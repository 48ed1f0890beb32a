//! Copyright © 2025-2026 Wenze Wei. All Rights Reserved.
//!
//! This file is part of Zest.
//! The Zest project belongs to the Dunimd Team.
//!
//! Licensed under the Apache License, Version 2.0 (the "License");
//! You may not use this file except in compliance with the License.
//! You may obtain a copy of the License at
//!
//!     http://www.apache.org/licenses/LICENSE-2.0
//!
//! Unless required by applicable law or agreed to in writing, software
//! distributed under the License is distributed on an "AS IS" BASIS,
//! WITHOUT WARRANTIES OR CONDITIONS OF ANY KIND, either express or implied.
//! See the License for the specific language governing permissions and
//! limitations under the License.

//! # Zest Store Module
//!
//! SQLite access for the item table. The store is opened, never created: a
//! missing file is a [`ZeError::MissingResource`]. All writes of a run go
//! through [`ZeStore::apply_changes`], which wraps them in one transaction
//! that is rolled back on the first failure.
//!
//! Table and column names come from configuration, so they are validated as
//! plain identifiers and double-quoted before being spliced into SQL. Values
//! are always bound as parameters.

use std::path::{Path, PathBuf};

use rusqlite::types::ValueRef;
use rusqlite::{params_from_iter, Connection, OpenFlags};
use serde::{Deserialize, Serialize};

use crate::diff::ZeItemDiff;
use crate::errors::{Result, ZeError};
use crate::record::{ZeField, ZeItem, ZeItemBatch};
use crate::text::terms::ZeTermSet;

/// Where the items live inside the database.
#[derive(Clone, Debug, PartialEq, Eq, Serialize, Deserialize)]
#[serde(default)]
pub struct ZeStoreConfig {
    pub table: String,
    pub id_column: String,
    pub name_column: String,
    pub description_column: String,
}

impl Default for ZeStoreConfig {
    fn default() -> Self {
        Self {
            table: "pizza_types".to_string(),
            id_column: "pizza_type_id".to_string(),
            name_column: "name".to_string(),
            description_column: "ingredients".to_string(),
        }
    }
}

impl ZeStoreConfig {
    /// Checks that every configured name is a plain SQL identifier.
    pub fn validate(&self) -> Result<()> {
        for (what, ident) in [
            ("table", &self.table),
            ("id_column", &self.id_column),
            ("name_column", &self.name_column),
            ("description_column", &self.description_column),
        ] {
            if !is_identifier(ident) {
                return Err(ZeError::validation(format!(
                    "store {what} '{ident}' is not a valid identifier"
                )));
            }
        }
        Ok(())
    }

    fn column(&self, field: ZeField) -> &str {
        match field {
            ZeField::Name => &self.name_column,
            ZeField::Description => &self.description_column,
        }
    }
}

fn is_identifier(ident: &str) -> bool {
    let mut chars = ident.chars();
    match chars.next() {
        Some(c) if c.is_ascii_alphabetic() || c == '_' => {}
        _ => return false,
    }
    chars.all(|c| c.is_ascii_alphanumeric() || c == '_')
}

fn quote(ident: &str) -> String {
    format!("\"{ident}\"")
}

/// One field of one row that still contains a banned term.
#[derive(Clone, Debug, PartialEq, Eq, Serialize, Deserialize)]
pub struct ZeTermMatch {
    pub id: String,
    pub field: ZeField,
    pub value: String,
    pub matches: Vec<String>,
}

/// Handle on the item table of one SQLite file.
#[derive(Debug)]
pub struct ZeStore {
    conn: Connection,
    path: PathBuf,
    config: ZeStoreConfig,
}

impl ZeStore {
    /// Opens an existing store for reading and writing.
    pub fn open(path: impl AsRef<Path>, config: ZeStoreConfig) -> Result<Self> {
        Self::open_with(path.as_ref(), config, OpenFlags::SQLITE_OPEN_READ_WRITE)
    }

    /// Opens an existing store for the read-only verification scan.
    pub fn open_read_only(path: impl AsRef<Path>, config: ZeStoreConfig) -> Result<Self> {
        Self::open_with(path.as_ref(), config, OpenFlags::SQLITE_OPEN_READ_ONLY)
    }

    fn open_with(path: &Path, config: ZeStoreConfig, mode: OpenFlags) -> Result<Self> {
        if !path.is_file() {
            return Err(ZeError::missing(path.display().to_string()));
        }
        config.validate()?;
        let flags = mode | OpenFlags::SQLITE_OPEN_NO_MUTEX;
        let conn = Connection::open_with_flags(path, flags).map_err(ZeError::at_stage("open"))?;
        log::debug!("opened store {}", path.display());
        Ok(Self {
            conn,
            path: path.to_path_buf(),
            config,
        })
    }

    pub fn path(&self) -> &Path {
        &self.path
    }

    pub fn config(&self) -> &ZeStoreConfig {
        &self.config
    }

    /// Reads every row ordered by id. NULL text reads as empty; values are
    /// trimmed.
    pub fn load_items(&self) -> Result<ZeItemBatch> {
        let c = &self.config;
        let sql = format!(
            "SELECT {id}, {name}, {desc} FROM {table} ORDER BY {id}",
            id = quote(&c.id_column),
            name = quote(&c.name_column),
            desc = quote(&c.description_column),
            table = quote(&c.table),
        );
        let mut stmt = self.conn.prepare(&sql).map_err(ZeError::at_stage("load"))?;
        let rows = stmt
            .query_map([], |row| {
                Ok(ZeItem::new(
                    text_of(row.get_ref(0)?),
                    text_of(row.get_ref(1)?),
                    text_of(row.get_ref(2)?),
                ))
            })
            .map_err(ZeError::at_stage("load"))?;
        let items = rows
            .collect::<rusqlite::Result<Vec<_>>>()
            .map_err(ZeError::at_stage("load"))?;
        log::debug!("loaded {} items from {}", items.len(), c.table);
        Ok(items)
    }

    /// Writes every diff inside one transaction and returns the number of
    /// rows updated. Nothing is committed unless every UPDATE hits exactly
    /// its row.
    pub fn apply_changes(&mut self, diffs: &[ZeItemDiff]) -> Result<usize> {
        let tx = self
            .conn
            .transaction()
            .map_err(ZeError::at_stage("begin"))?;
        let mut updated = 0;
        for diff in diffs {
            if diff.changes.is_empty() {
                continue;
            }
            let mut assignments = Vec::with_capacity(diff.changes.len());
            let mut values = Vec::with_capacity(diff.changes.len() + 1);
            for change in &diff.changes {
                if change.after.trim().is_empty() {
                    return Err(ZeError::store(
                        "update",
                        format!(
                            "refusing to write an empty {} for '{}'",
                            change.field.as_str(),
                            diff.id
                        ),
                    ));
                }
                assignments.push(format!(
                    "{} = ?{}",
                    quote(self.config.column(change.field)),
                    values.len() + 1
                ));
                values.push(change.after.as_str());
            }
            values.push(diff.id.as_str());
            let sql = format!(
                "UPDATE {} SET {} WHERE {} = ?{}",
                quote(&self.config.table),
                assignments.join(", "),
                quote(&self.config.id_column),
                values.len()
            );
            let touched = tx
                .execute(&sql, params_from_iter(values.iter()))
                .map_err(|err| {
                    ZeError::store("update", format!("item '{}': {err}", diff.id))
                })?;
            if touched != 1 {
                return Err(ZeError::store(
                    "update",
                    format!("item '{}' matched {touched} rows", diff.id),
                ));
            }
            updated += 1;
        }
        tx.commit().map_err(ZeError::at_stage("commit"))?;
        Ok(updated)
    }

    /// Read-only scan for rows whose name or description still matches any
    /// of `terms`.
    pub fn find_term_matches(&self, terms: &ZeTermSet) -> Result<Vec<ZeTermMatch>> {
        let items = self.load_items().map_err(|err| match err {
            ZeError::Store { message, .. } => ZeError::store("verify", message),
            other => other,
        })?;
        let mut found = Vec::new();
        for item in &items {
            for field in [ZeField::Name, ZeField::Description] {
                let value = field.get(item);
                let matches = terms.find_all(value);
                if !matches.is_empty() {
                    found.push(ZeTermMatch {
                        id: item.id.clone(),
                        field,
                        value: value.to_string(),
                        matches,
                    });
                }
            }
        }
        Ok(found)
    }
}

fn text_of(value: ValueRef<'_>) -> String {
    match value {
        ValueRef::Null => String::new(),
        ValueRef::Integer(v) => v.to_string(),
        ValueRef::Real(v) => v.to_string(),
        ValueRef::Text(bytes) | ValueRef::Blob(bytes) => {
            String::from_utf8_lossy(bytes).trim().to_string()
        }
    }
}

-*-*-

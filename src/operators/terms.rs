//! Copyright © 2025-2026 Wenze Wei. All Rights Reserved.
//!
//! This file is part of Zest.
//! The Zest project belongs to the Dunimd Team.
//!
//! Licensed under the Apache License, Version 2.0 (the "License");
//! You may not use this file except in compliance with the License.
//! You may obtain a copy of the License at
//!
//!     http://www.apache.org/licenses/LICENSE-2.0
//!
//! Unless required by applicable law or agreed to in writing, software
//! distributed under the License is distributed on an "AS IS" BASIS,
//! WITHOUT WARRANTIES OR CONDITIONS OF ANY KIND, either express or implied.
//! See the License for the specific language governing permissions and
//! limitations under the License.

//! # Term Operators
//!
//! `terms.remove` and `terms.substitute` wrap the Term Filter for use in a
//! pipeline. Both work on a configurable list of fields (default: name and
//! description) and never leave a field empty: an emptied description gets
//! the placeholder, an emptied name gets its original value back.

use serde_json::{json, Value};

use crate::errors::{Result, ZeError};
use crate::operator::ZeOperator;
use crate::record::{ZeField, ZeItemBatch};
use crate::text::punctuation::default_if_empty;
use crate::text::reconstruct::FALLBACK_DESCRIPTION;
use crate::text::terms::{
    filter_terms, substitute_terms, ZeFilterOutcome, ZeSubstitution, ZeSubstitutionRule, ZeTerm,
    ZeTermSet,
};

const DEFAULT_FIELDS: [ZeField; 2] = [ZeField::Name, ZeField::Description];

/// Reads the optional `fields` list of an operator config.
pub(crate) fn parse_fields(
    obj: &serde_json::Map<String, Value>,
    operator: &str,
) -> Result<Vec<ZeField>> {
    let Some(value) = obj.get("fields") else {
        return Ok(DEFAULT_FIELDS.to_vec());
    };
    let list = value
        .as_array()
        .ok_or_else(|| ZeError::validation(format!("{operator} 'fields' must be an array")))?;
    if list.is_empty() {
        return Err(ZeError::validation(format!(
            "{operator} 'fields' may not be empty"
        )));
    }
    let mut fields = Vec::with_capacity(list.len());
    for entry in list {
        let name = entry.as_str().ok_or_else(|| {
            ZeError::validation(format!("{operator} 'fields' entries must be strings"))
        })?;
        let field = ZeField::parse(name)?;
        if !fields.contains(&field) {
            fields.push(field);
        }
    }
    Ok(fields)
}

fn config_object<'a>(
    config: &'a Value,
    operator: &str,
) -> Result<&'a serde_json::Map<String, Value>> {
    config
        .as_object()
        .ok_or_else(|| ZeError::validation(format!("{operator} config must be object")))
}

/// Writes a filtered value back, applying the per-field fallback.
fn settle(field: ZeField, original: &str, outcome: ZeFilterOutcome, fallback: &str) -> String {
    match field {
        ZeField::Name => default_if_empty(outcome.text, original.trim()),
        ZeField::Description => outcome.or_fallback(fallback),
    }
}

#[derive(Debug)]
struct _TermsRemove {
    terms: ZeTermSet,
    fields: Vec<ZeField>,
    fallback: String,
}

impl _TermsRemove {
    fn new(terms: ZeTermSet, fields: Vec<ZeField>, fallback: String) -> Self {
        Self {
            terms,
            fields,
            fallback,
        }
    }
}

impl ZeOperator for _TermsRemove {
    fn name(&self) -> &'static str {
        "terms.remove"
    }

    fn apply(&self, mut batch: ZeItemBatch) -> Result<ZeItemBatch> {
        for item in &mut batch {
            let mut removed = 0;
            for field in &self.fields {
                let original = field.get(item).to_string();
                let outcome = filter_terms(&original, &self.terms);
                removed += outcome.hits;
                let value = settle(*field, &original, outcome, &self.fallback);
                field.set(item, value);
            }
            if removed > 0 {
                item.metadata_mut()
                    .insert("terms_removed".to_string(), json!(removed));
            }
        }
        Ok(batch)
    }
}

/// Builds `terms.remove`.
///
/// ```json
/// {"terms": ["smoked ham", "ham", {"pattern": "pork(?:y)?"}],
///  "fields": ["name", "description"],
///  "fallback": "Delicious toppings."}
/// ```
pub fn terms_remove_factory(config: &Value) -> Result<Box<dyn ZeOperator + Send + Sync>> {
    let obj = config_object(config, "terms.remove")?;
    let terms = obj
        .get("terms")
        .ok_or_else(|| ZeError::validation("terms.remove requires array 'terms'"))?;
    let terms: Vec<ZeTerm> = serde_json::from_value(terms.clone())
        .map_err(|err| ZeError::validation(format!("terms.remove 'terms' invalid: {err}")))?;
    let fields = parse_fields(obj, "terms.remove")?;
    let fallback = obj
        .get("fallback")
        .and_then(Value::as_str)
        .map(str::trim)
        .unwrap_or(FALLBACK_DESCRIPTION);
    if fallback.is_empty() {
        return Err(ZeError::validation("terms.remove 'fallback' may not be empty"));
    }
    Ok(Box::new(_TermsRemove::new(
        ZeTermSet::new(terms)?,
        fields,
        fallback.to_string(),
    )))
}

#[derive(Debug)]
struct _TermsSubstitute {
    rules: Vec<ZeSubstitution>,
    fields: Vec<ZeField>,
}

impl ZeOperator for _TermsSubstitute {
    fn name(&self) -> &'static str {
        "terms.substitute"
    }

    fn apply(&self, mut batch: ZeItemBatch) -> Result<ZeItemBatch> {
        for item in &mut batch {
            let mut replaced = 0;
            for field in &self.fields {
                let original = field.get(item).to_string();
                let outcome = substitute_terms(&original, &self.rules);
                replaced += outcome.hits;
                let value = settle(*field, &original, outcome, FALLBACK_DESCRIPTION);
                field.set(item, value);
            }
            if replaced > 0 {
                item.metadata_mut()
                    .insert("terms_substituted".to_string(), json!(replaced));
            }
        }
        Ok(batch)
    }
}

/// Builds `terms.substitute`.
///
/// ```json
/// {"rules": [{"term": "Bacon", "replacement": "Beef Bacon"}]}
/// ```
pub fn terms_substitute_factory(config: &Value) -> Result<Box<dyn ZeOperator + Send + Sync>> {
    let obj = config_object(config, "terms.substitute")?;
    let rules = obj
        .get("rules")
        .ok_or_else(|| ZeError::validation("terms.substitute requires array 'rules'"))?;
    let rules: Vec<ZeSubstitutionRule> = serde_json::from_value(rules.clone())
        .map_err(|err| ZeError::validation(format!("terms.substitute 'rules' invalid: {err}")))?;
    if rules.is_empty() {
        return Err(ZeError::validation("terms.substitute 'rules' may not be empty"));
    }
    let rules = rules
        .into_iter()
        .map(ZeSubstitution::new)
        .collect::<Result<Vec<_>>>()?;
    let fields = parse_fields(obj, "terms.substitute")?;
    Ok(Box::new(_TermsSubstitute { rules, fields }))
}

-*-*-

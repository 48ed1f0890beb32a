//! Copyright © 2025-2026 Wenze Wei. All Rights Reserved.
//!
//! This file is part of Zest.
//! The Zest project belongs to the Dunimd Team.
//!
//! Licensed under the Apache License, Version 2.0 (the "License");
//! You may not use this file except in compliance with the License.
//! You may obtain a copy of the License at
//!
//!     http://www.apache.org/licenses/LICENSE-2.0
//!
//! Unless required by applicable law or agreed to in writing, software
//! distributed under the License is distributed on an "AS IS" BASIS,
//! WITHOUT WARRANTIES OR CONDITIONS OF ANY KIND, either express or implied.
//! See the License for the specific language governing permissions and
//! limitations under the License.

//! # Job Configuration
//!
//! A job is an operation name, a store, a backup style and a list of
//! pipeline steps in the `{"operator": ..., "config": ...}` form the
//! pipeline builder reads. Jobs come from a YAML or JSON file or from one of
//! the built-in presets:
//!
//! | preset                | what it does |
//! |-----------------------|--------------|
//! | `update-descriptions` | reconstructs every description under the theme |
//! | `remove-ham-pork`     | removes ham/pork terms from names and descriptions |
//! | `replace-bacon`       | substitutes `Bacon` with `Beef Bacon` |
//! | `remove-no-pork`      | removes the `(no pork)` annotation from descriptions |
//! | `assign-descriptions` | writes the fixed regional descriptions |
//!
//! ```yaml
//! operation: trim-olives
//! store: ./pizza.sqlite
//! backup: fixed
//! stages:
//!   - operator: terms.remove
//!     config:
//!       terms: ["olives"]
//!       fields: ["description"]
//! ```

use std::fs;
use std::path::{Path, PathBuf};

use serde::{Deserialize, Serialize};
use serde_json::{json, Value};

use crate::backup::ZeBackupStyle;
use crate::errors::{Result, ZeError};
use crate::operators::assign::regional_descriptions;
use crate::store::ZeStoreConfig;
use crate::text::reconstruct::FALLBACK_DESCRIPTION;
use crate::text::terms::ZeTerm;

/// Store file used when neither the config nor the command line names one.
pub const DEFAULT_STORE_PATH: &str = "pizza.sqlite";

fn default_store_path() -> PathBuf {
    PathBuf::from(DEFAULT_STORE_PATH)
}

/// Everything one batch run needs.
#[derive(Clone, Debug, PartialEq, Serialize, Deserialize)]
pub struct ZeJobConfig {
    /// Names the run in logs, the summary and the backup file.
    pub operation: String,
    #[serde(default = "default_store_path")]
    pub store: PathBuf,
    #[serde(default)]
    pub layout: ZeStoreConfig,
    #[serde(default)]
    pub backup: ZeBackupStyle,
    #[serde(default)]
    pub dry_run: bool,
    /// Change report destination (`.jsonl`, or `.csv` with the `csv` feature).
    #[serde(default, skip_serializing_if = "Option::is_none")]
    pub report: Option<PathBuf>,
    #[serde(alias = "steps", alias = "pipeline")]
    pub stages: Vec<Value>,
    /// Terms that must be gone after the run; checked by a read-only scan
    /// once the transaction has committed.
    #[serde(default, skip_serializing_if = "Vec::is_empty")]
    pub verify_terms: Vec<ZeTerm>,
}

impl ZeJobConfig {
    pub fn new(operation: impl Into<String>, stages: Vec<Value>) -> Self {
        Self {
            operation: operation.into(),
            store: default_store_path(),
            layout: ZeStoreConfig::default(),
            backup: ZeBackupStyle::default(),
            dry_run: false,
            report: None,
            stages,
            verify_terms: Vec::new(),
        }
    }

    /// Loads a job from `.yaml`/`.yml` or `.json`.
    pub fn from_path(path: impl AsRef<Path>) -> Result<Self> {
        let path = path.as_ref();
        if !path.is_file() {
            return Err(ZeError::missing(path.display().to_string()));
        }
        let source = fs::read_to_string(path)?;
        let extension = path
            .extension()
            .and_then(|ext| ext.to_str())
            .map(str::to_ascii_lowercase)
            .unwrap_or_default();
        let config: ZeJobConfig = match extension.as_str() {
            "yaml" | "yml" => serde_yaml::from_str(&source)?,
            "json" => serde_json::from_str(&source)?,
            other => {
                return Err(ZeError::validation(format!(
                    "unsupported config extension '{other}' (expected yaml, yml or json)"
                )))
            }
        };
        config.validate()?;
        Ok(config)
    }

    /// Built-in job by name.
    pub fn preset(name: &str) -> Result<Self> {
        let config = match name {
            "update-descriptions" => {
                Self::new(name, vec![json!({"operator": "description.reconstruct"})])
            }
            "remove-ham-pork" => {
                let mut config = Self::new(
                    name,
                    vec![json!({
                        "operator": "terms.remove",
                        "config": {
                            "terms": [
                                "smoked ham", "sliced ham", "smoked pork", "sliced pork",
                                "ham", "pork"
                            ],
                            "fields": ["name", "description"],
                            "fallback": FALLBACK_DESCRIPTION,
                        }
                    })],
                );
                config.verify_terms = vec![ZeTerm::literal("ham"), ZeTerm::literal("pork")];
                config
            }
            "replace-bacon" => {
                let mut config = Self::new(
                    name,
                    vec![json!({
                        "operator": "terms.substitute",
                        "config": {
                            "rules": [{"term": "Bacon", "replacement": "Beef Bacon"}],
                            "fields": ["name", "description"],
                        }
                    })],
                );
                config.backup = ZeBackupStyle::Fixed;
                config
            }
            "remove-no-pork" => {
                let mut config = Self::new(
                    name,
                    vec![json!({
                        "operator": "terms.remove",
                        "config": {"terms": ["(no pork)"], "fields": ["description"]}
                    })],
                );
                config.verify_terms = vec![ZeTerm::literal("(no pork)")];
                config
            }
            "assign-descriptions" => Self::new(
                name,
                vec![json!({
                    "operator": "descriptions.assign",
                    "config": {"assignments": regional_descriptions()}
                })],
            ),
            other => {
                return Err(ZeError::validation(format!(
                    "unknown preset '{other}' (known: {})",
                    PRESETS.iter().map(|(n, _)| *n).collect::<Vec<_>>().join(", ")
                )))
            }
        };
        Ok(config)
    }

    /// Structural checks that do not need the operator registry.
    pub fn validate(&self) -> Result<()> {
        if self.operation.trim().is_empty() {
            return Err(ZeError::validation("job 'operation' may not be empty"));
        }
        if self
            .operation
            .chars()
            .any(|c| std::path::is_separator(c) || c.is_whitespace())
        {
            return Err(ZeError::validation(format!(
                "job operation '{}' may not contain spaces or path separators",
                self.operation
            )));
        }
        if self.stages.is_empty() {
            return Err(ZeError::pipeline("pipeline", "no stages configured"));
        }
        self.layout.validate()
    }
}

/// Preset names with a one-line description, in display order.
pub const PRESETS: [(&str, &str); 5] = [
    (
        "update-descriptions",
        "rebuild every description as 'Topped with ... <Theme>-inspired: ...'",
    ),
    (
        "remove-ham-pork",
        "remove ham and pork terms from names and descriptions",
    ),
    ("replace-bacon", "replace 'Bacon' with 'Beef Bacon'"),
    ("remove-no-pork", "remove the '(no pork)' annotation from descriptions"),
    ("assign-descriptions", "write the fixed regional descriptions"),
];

-*-*-

■ **EXERCISE GOAL**
Show every line from the entries above in which the word "Builds" appears.

■ **REPLY TO THE TASK**
/// Builds `terms.remove`.
/// Builds `terms.substitute`.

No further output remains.